EXERCISE MATERIAL below:

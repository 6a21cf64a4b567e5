//! Object invocation labels
//!
//! A Send or Call on a capability to a kernel object is an invocation; the
//! message label selects the operation. Labels form one flat numbering
//! across all object types; the kernel rejects a label that does not
//! belong to the invoked object's type with `IllegalOperation`.

/// Invocation labels.
#[repr(u64)]
#[derive(Clone, Copy, Debug, PartialEq, Eq)]
pub enum InvocationLabel {
    /// Not a valid label.
    InvalidInvocation = 0,

    // === Untyped ===
    /// Create objects from an untyped region.
    UntypedRetype = 1,

    // === TCB ===
    /// Read registers into the reply.
    TcbReadRegisters = 2,
    /// Write registers from the message.
    TcbWriteRegisters = 3,
    /// Copy registers from another thread.
    TcbCopyRegisters = 4,
    /// Set fault endpoint, CSpace, VSpace and IPC buffer.
    TcbConfigure = 5,
    /// Set priority.
    TcbSetPriority = 6,
    /// Set maximum controlled priority.
    TcbSetMCPriority = 7,
    /// Set priority and MCP together.
    TcbSetSchedParams = 8,
    /// Set IPC buffer.
    TcbSetIPCBuffer = 9,
    /// Set fault endpoint, CSpace and VSpace.
    TcbSetSpace = 10,
    /// Stop the thread.
    TcbSuspend = 11,
    /// Restart a stopped thread.
    TcbResume = 12,
    /// Bind a notification.
    TcbBindNotification = 13,
    /// Unbind the bound notification.
    TcbUnbindNotification = 14,
    /// Move the thread to another core.
    TcbSetAffinity = 15,
    /// Set the TLS base register.
    TcbSetTLSBase = 16,

    // === CNode ===
    /// Delete all children of a capability.
    CNodeRevoke = 17,
    /// Delete one capability.
    CNodeDelete = 18,
    /// Cancel queued sends carrying the capability's badge.
    CNodeCancelBadgedSends = 19,
    /// Copy with reduced rights.
    CNodeCopy = 20,
    /// Copy with reduced rights and new badge or guard.
    CNodeMint = 21,
    /// Move.
    CNodeMove = 22,
    /// Move with new badge or guard.
    CNodeMutate = 23,
    /// Move two capabilities in a cycle.
    CNodeRotate = 24,
    /// Move the caller capability into a CNode slot.
    CNodeSaveCaller = 25,

    // === IRQ ===
    /// Create an IRQ handler capability.
    IrqIssueIrqHandler = 26,
    /// Unmask the interrupt line.
    IrqAckIrq = 27,
    /// Set the notification signalled by the line.
    IrqSetIrqHandler = 28,
    /// Remove the notification.
    IrqClearIrqHandler = 29,

    // === Domain ===
    /// Move a thread to another scheduling domain.
    DomainSetSet = 30,

    // === Address space ===
    /// Map a frame.
    FrameMap = 31,
    /// Unmap a frame.
    FrameUnmap = 32,
    /// Return the frame's physical address.
    FrameGetAddress = 33,
    /// Map a page table.
    PageTableMap = 34,
    /// Unmap a page table.
    PageTableUnmap = 35,
}

impl InvocationLabel {
    /// Decode a message label.
    pub fn from_label(label: u64) -> Self {
        match label {
            1 => Self::UntypedRetype,
            2 => Self::TcbReadRegisters,
            3 => Self::TcbWriteRegisters,
            4 => Self::TcbCopyRegisters,
            5 => Self::TcbConfigure,
            6 => Self::TcbSetPriority,
            7 => Self::TcbSetMCPriority,
            8 => Self::TcbSetSchedParams,
            9 => Self::TcbSetIPCBuffer,
            10 => Self::TcbSetSpace,
            11 => Self::TcbSuspend,
            12 => Self::TcbResume,
            13 => Self::TcbBindNotification,
            14 => Self::TcbUnbindNotification,
            15 => Self::TcbSetAffinity,
            16 => Self::TcbSetTLSBase,
            17 => Self::CNodeRevoke,
            18 => Self::CNodeDelete,
            19 => Self::CNodeCancelBadgedSends,
            20 => Self::CNodeCopy,
            21 => Self::CNodeMint,
            22 => Self::CNodeMove,
            23 => Self::CNodeMutate,
            24 => Self::CNodeRotate,
            25 => Self::CNodeSaveCaller,
            26 => Self::IrqIssueIrqHandler,
            27 => Self::IrqAckIrq,
            28 => Self::IrqSetIrqHandler,
            29 => Self::IrqClearIrqHandler,
            30 => Self::DomainSetSet,
            31 => Self::FrameMap,
            32 => Self::FrameUnmap,
            33 => Self::FrameGetAddress,
            34 => Self::PageTableMap,
            35 => Self::PageTableUnmap,
            _ => Self::InvalidInvocation,
        }
    }

    /// Raw label value.
    #[inline]
    pub const fn as_u64(self) -> u64 {
        self as u64
    }

    /// Get the label name for logging.
    pub const fn name(self) -> &'static str {
        match self {
            Self::InvalidInvocation => "InvalidInvocation",
            Self::UntypedRetype => "UntypedRetype",
            Self::TcbReadRegisters => "TcbReadRegisters",
            Self::TcbWriteRegisters => "TcbWriteRegisters",
            Self::TcbCopyRegisters => "TcbCopyRegisters",
            Self::TcbConfigure => "TcbConfigure",
            Self::TcbSetPriority => "TcbSetPriority",
            Self::TcbSetMCPriority => "TcbSetMCPriority",
            Self::TcbSetSchedParams => "TcbSetSchedParams",
            Self::TcbSetIPCBuffer => "TcbSetIPCBuffer",
            Self::TcbSetSpace => "TcbSetSpace",
            Self::TcbSuspend => "TcbSuspend",
            Self::TcbResume => "TcbResume",
            Self::TcbBindNotification => "TcbBindNotification",
            Self::TcbUnbindNotification => "TcbUnbindNotification",
            Self::TcbSetAffinity => "TcbSetAffinity",
            Self::TcbSetTLSBase => "TcbSetTLSBase",
            Self::CNodeRevoke => "CNodeRevoke",
            Self::CNodeDelete => "CNodeDelete",
            Self::CNodeCancelBadgedSends => "CNodeCancelBadgedSends",
            Self::CNodeCopy => "CNodeCopy",
            Self::CNodeMint => "CNodeMint",
            Self::CNodeMove => "CNodeMove",
            Self::CNodeMutate => "CNodeMutate",
            Self::CNodeRotate => "CNodeRotate",
            Self::CNodeSaveCaller => "CNodeSaveCaller",
            Self::IrqIssueIrqHandler => "IrqIssueIrqHandler",
            Self::IrqAckIrq => "IrqAckIrq",
            Self::IrqSetIrqHandler => "IrqSetIrqHandler",
            Self::IrqClearIrqHandler => "IrqClearIrqHandler",
            Self::DomainSetSet => "DomainSetSet",
            Self::FrameMap => "FrameMap",
            Self::FrameUnmap => "FrameUnmap",
            Self::FrameGetAddress => "FrameGetAddress",
            Self::PageTableMap => "PageTableMap",
            Self::PageTableUnmap => "PageTableUnmap",
        }
    }
}

#[cfg(test)]
mod tests {
    use super::*;

    #[test]
    fn test_labels_round_trip() {
        for label in 1..=35 {
            assert_eq!(InvocationLabel::from_label(label).as_u64(), label);
        }
        assert_eq!(
            InvocationLabel::from_label(0),
            InvocationLabel::InvalidInvocation
        );
        assert_eq!(
            InvocationLabel::from_label(1000),
            InvocationLabel::InvalidInvocation
        );
    }
}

End of EXERCISE MATERIAL.

Which lines of the listing contain the string "TcbConfigure"? Copy each of them.

## ANSWER SPACE
    TcbConfigure = 5,
            5 => Self::TcbConfigure,
            Self::TcbConfigure => "TcbConfigure",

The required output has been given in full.